目が左右に張り出した頭の形が特徴的なシュモクザメは、鐘を鳴らすT字型の仏具である撞木(しゅもく)からつけられた名前で、英語でもハンマーの頭の部分(Hammerhead)から名前をとって「Hammerhead shark」と呼ばれています。一目見たら忘れられないシュモクザメの奇妙な頭の形について、サメの専門家が解説しています。

Why do hammerhead sharks have hammer-shaped heads?
https://theconversation.com/why-do-hammerhead-sharks-have-hammer-shaped-heads-184372

30年以上サメの研究をしているというフロリダ大学フロリダ自然史博物館のギャビン・ネイラー氏によると、シュモクザメの頭の形状には主に3つの利点があると考えられているとのこと。

1つ目は視野の確保です。シュモクザメは両目が左右に向いているので、非常に広い範囲を視界に収めることが可能です。ただし、左右の目が別々の方向を向いているということは、視差を利用して距離を測ることができないということでもあります。

by Marko Dimitrijevic

このデメリットを補うために、シュモクザメは頭の下側にロレンチーニ器官と呼ばれる特殊なセンサーを持っており、これで微弱な電気を感知して海底の砂の下にいる獲物を探し出して食べることができます。

ロレンチーニ器官はシュモクザメ以外のサメにもありますが、シュモクザメのロレンチーニ器官は特に発達しています。また、シュモクザメは左右に伸びた頭にロレンチーニ器官を並べることで、普通のサメより正確に獲物の位置を捉えることが可能なのだそう。これが特徴的な頭の2つ目のメリットです。

3つ目のメリットとして、科学者たちはシュモクザメの大きく平たい頭の形状が、水中での素早い方向転換に役立っているのではないかと考えています。また、飛行機の翼のように揚力を得るのに使っているのではないかという研究もあります。

by Gaylord, M.K., Blades, E.L. & Parsons, G.R.; Scientific Reports, 2020

これまでのところシュモクザメは9種類が見つかっており、頭の形や大きさもさまざまです。例えば、インドシュモクザメのように頭の幅が全長の半分ほどもあるシュモクザメもいれば、ウチワシュモクザメのようにそれほど目が左右に張り出していないので、ハンマーよりはシャベルやスコップのような頭の形状をしているシュモクザメもいます。
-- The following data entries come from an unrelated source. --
use std::sync::Arc;
use std::time::{Duration, Instant};

use bytes::Bytes;
use futures_core::Stream;
use http::header::{AUTHORIZATION, CONTENT_TYPE, HeaderName, HeaderValue, USER_AGENT};
use http::{HeaderMap, Method, Uri};
use serde::Serialize;
use tokio::io::AsyncRead;
use tokio_util::io::ReaderStream;
use tokio_util::sync::CancellationToken;

use crate::body::{RequestBody, stream_req_body};
use crate::error::Error;
use crate::multipart::FormData;
use crate::retry::RetryPolicy;
use crate::util::{append_query_pairs, parse_header_name, parse_header_value};

/// Cooperative cancellation handle for a single call. Carries an
/// explicit cancel token plus an optional absolute deadline; every
/// waiting point in the pipeline (admission gates, attempts, backoff
/// sleeps) observes both.
#[derive(Clone, Debug, Default)]
pub struct CancelSignal {
    token: CancellationToken,
    deadline: Option<Instant>,
}

impl CancelSignal {
    pub fn new() -> Self {
        Self::default()
    }

    pub fn with_deadline(deadline: Instant) -> Self {
        Self {
            token: CancellationToken::new(),
            deadline: Some(deadline),
        }
    }

    pub fn with_timeout(timeout: Duration) -> Self {
        Self::with_deadline(Instant::now() + timeout)
    }

    pub fn cancel(&self) {
        self.token.cancel();
    }

    pub fn is_cancelled(&self) -> bool {
        if self.token.is_cancelled() {
            return true;
        }
        self.deadline
            .is_some_and(|deadline| Instant::now() >= deadline)
    }

    /// Resolves when the call is cancelled or its deadline passes.
    /// Pends forever on a plain signal with neither.
    pub async fn cancelled(&self) {
        match self.deadline {
            Some(deadline) => {
                let deadline = tokio::time::Instant::from_std(deadline);
                tokio::select! {
                    _ = self.token.cancelled() => {}
                    _ = tokio::time::sleep_until(deadline) => {}
                }
            }
            None => self.token.cancelled().await,
        }
    }

    /// The error that describes why this signal fired. Explicit
    /// cancellation wins over the deadline when both apply.
    pub(crate) fn cancellation_error(&self) -> Error {
        if self.token.is_cancelled() {
            return Error::Cancelled;
        }
        if self
            .deadline
            .is_some_and(|deadline| Instant::now() >= deadline)
        {
            return Error::DeadlineExceeded;
        }
        Error::Cancelled
    }
}

/// One outgoing call: method, target, headers, body, and the per-call
/// knobs (cancellation, retry override, tracing, attempt timeout).
///
/// Built with [`Request::new`] plus chained setters, or shaped by
/// [`RequestHook`]s when going through the [`Client`](crate::Client)
/// verb shortcuts.
pub struct Request {
    method: Method,
    url: String,
    query_pairs: Vec<(String, String)>,
    headers: HeaderMap,
    body: RequestBody,
    cancel: CancelSignal,
    retry_policy: Option<RetryPolicy>,
    retry_disabled: bool,
    trace_enabled: bool,
    attempt_timeout: Option<Duration>,
}

impl Request {
    pub fn new(method: Method, url: impl Into<String>) -> Self {
        Self {
            method,
            url: url.into(),
            query_pairs: Vec::new(),
            headers: HeaderMap::new(),
            body: RequestBody::empty(),
            cancel: CancelSignal::new(),
            retry_policy: None,
            retry_disabled: false,
            trace_enabled: false,
            attempt_timeout: None,
        }
    }

    pub fn method(&self) -> &Method {
        &self.method
    }

    pub fn url(&self) -> &str {
        &self.url
    }

    pub fn headers(&self) -> &HeaderMap {
        &self.headers
    }

    pub fn headers_mut(&mut self) -> &mut HeaderMap {
        &mut self.headers
    }

    pub fn cancel_signal(&self) -> &CancelSignal {
        &self.cancel
    }

    pub fn header(mut self, name: HeaderName, value: HeaderValue) -> Self {
        self.headers.insert(name, value);
        self
    }

    pub fn try_header(self, name: &str, value: &str) -> Result<Self, Error> {
        let name = parse_header_name(name)?;
        let value = parse_header_value(name.as_str(), value)?;
        Ok(self.header(name, value))
    }

    pub fn content_type(self, value: &str) -> Result<Self, Error> {
        let value = parse_header_value("content-type", value)?;
        Ok(self.header(CONTENT_TYPE, value))
    }

    pub fn user_agent(self, value: &str) -> Result<Self, Error> {
        let value = parse_header_value("user-agent", value)?;
        Ok(self.header(USER_AGENT, value))
    }

    pub fn bearer_auth(self, token: &str) -> Result<Self, Error> {
        let value = parse_header_value("authorization", &format!("Bearer {token}"))?;
        Ok(self.header(AUTHORIZATION, value))
    }

    pub fn query_pair(mut self, name: impl Into<String>, value: impl Into<String>) -> Self {
        self.query_pairs.push((name.into(), value.into()));
        self
    }

    pub fn query<T>(mut self, params: &T) -> Result<Self, Error>
    where
        T: Serialize + ?Sized,
    {
        let encoded = serde_urlencoded::to_string(params)
            .map_err(|source| Error::SerializeQuery { source })?;
        self.query_pairs.extend(
            url::form_urlencoded::parse(encoded.as_bytes())
                .map(|(name, value)| (name.into_owned(), value.into_owned())),
        );
        Ok(self)
    }

    pub fn body(mut self, body: impl Into<Bytes>) -> Self {
        self.body = RequestBody::Buffered(body.into());
        self
    }

    pub fn body_stream<S, E>(mut self, stream: S) -> Self
    where
        S: Stream<Item = Result<Bytes, E>> + Send + Sync + 'static,
        E: std::error::Error + Send + Sync + 'static,
    {
        self.body = RequestBody::Streaming(stream_req_body(stream));
        self
    }

    pub fn body_reader<R>(self, reader: R) -> Self
    where
        R: AsyncRead + Send + Sync + 'static,
    {
        self.body_stream(ReaderStream::new(reader))
    }

    pub fn json<T>(self, payload: &T) -> Result<Self, Error>
    where
        T: Serialize + ?Sized,
    {
        let body =
            serde_json::to_vec(payload).map_err(|source| Error::SerializeJson { source })?;
        Ok(self
            .body(Bytes::from(body))
            .header(CONTENT_TYPE, HeaderValue::from_static("application/json")))
    }

    pub fn form<T>(self, payload: &T) -> Result<Self, Error>
    where
        T: Serialize + ?Sized,
    {
        let encoded = serde_urlencoded::to_string(payload)
            .map_err(|source| Error::SerializeForm { source })?;
        Ok(self.body(Bytes::from(encoded)).header(
            CONTENT_TYPE,
            HeaderValue::from_static("application/x-www-form-urlencoded"),
        ))
    }

    /// Attaches a streaming multipart/form-data body. Part bytes are
    /// produced lazily once the transport starts reading.
    pub fn multipart(self, form: FormData) -> Result<Self, Error> {
        let content_type = parse_header_value("content-type", &form.content_type())?;
        Ok(self
            .body_reader(form)
            .header(CONTENT_TYPE, content_type))
    }

    pub fn cancel_signal_set(mut self, cancel: CancelSignal) -> Self {
        self.cancel = cancel;
        self
    }

    /// Overrides the client's retry policy for this call.
    pub fn retry_policy(mut self, retry_policy: RetryPolicy) -> Self {
        self.retry_policy = Some(retry_policy);
        self.retry_disabled = false;
        self
    }

    /// Forces a single attempt regardless of the client's policy.
    pub fn no_retry(mut self) -> Self {
        self.retry_policy = None;
        self.retry_disabled = true;
        self
    }

    /// Enables connection-level tracing; the resulting
    /// [`TraceInfo`](crate::TraceInfo) rides on the response.
    pub fn enable_client_trace(mut self) -> Self {
        self.trace_enabled = true;
        self
    }

    /// Per-attempt timeout override.
    pub fn timeout(mut self, timeout: Duration) -> Self {
        self.attempt_timeout = Some(timeout.max(Duration::from_millis(1)));
        self
    }

    pub(crate) fn trace_enabled(&self) -> bool {
        self.trace_enabled
    }

    pub(crate) fn attempt_timeout(&self) -> Option<Duration> {
        self.attempt_timeout
    }

    pub(crate) fn retry_policy_override(&self) -> Option<&RetryPolicy> {
        self.retry_policy.as_ref()
    }

    pub(crate) fn retry_disabled(&self) -> bool {
        self.retry_disabled
    }

    pub(crate) fn body_ref(&self) -> &RequestBody {
        &self.body
    }

    pub(crate) fn take_body(&mut self) -> RequestBody {
        std::mem::replace(&mut self.body, RequestBody::empty())
    }

    pub(crate) fn set_body(&mut self, body: RequestBody) {
        self.body = body;
    }

    pub(crate) fn resolve_uri(&self) -> Result<Uri, Error> {
        let full = append_query_pairs(&self.url, &self.query_pairs);
        full.parse::<Uri>()
            .map_err(|_| Error::InvalidUri { uri: full })
    }
}

/// Per-call request mutation applied by the verb shortcuts before the
/// client's before-hooks run.
pub type RequestHook = Arc<dyn Fn(Request) -> Result<Request, Error> + Send + Sync>;

pub fn with_header(name: impl Into<String>, value: impl Into<String>) -> RequestHook {
    let (name, value) = (name.into(), value.into());
    Arc::new(move |request| request.try_header(&name, &value))
}

pub fn with_query_pair(name: impl Into<String>, value: impl Into<String>) -> RequestHook {
    let (name, value) = (name.into(), value.into());
    Arc::new(move |request| Ok(request.query_pair(name.clone(), value.clone())))
}

pub fn with_query<T>(params: &T) -> Result<RequestHook, Error>
where
    T: Serialize + ?Sized,
{
    let encoded =
        serde_urlencoded::to_string(params).map_err(|source| Error::SerializeQuery { source })?;
    let pairs: Vec<(String, String)> = url::form_urlencoded::parse(encoded.as_bytes())
        .map(|(name, value)| (name.into_owned(), value.into_owned()))
        .collect();
    Ok(Arc::new(move |mut request| {
        for (name, value) in &pairs {
            request = request.query_pair(name.clone(), value.clone());
        }
        Ok(request)
    }))
}

pub fn with_body(body: impl Into<Bytes>) -> RequestHook {
    let body = body.into();
    Arc::new(move |request| Ok(request.body(body.clone())))
}

pub fn with_json<T>(payload: &T) -> Result<RequestHook, Error>
where
    T: Serialize + ?Sized,
{
    // Serialized eagerly so the hook itself stays infallible and cheap.
    let body = serde_json::to_vec(payload).map_err(|source| Error::SerializeJson { source })?;
    let body = Bytes::from(body);
    Ok(Arc::new(move |request| {
        Ok(request.body(body.clone()).header(
            CONTENT_TYPE,
            HeaderValue::from_static("application/json"),
        ))
    }))
}

pub fn with_form<T>(payload: &T) -> Result<RequestHook, Error>
where
    T: Serialize + ?Sized,
{
    let encoded =
        serde_urlencoded::to_string(payload).map_err(|source| Error::SerializeForm { source })?;
    let body = Bytes::from(encoded);
    Ok(Arc::new(move |request| {
        Ok(request.body(body.clone()).header(
            CONTENT_TYPE,
            HeaderValue::from_static("application/x-www-form-urlencoded"),
        ))
    }))
}

pub fn with_timeout(timeout: Duration) -> RequestHook {
    Arc::new(move |request| Ok(request.timeout(timeout)))
}

pub fn with_retry_policy(retry_policy: RetryPolicy) -> RequestHook {
    Arc::new(move |request| Ok(request.retry_policy(retry_policy.clone())))
}

pub fn with_no_retry() -> RequestHook {
    Arc::new(|request| Ok(request.no_retry()))
}

pub fn with_client_trace() -> RequestHook {
    Arc::new(|request| Ok(request.enable_client_trace()))
}

pub fn with_cancel_signal(cancel: CancelSignal) -> RequestHook {
    Arc::new(move |request| Ok(request.cancel_signal_set(cancel.clone())))
}
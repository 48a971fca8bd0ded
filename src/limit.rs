use std::sync::{Arc, Mutex};
use std::time::{Duration, Instant};

use futures_core::future::BoxFuture;
use tokio::sync::Semaphore;

use crate::error::Error;
use crate::hooks::{AfterResponseHook, BeforeRequestHook};
use crate::request::Request;
use crate::response::Response;
use crate::util::lock_unpoisoned;

/// Token-bucket configuration for [`RateGate`].
#[derive(Clone, Copy, Debug, PartialEq)]
pub struct RateLimitPolicy {
    requests_per_second: f64,
    burst: usize,
}

impl RateLimitPolicy {
    pub const fn standard() -> Self {
        Self {
            requests_per_second: 50.0,
            burst: 50,
        }
    }

    pub fn requests_per_second(mut self, requests_per_second: f64) -> Self {
        self.requests_per_second = requests_per_second;
        self
    }

    pub const fn burst(mut self, burst: usize) -> Self {
        self.burst = burst;
        self
    }

    fn normalize(self) -> Self {
        Self {
            requests_per_second: if self.requests_per_second.is_finite()
                && self.requests_per_second > 0.0
            {
                self.requests_per_second
            } else {
                1.0
            },
            burst: self.burst.max(1),
        }
    }
}

impl Default for RateLimitPolicy {
    fn default() -> Self {
        Self::standard()
    }
}

#[derive(Debug)]
struct TokenBucket {
    policy: RateLimitPolicy,
    tokens: f64,
    last_refill_at: Instant,
}

impl TokenBucket {
    fn new(policy: RateLimitPolicy, now: Instant) -> Self {
        let policy = policy.normalize();
        Self {
            policy,
            tokens: policy.burst as f64,
            last_refill_at: now,
        }
    }

    fn refill(&mut self, now: Instant) {
        if now <= self.last_refill_at {
            return;
        }
        let elapsed_secs = now.duration_since(self.last_refill_at).as_secs_f64();
        self.last_refill_at = now;
        let replenished = elapsed_secs * self.policy.requests_per_second;
        self.tokens = (self.tokens + replenished).min(self.policy.burst as f64);
    }

    fn wait_duration(&mut self, now: Instant) -> Duration {
        self.refill(now);
        if self.tokens >= 1.0 {
            return Duration::ZERO;
        }

        let rate = self.policy.requests_per_second;
        if rate <= f64::EPSILON {
            return Duration::from_secs(60);
        }
        let needed_tokens = (1.0 - self.tokens).max(0.0);
        let delay_secs = needed_tokens / rate;
        if delay_secs <= f64::EPSILON {
            Duration::ZERO
        } else {
            Duration::from_secs_f64(delay_secs)
        }
    }

    fn can_consume_now(&mut self, now: Instant) -> bool {
        self.refill(now);
        self.tokens >= 1.0
    }

    fn consume_ready_token(&mut self) {
        debug_assert!(self.tokens >= 1.0);
        self.tokens = (self.tokens - 1.0).max(0.0);
    }
}

/// Token-bucket admission gate. Entering waits until a token is
/// available; a token is consumed only when admission is actually
/// granted, so a request cancelled mid-wait leaves the bucket
/// untouched. Leaving is a no-op.
#[derive(Debug)]
pub struct RateGate {
    bucket: Mutex<TokenBucket>,
}

impl RateGate {
    pub fn new(policy: RateLimitPolicy) -> Self {
        Self {
            bucket: Mutex::new(TokenBucket::new(policy, Instant::now())),
        }
    }

    async fn admit(&self, request: &Request) -> Result<(), Error> {
        let cancel = request.cancel_signal().clone();
        loop {
            let wait = {
                let now = Instant::now();
                let mut bucket = lock_unpoisoned(&self.bucket);
                if bucket.can_consume_now(now) {
                    bucket.consume_ready_token();
                    return Ok(());
                }
                bucket.wait_duration(now)
            };

            tokio::select! {
                _ = tokio::time::sleep(wait) => {}
                _ = cancel.cancelled() => return Err(cancel.cancellation_error()),
            }
        }
    }
}

impl BeforeRequestHook for RateGate {
    fn enter<'a>(&'a self, request: &'a mut Request) -> BoxFuture<'a, Result<(), Error>> {
        Box::pin(self.admit(request))
    }
}

impl AfterResponseHook for RateGate {
    fn exit(&self, _response: Option<&Response>, _error: Option<&Error>) {}
}

/// Bounds the number of requests in flight. Entering acquires a permit
/// (waiting cancellably when none is free); leaving returns it. Permits
/// are held across the whole call, retries included.
#[derive(Debug)]
pub struct ConcurrencyGate {
    semaphore: Arc<Semaphore>,
}

impl ConcurrencyGate {
    pub fn new(max_in_flight: usize) -> Self {
        Self {
            semaphore: Arc::new(Semaphore::new(max_in_flight.max(1))),
        }
    }

    async fn admit(&self, request: &Request) -> Result<(), Error> {
        if let Ok(permit) = self.semaphore.try_acquire() {
            permit.forget();
            return Ok(());
        }

        let cancel = request.cancel_signal().clone();
        tokio::select! {
            acquired = self.semaphore.acquire() => {
                match acquired {
                    Ok(permit) => {
                        permit.forget();
                        Ok(())
                    }
                    // The semaphore is never closed while the gate is alive.
                    Err(_) => Err(Error::Cancelled),
                }
            }
            _ = cancel.cancelled() => Err(cancel.cancellation_error()),
        }
    }
}

impl BeforeRequestHook for ConcurrencyGate {
    fn enter<'a>(&'a self, request: &'a mut Request) -> BoxFuture<'a, Result<(), Error>> {
        Box::pin(self.admit(request))
    }
}

impl AfterResponseHook for ConcurrencyGate {
    fn exit(&self, _response: Option<&Response>, _error: Option<&Error>) {
        self.semaphore.add_permits(1);
    }
}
これまで、科学者らは「シュモクザメがこのように特徴的で多様な頭の形を獲得したのは、時間の経過と共に徐々に頭が左右に伸びていったからではないか」と考えていました。この説を採用すると、まず頭の形が普通のサメと同じシュモクザメの祖先がいて、そこから進化したシュモクザメほど左右に伸びた頭を持っていることになります。しかし、サメは全身の骨が軟骨で歯以外はほとんど化石に残らないので、シュモクザメの祖先の化石を見ることは至難の業です。

そこで、コロラド大学とフロリダ大学の研究チームは、8種のシュモクザメから採取したDNAを分析して、各シュモクザメの遺伝的な関係を探る研究を行いました。すると、古い種ほど体の割に横に大きな頭を持っており、若い種ほど頭が小さいという、当初の予想とはまったく異なる結果になりました。


この結果からシュモクザメの研究者たちは、シュモクザメの頭は環境の変化に応じてゆっくりと変化する自然淘汰(とうた)の産物ではなく、遺伝的な欠陥により発生した異常な形状の頭が偶然生存に有利に働き、それが子孫に受け継がれてきたのだと考えるようになりました。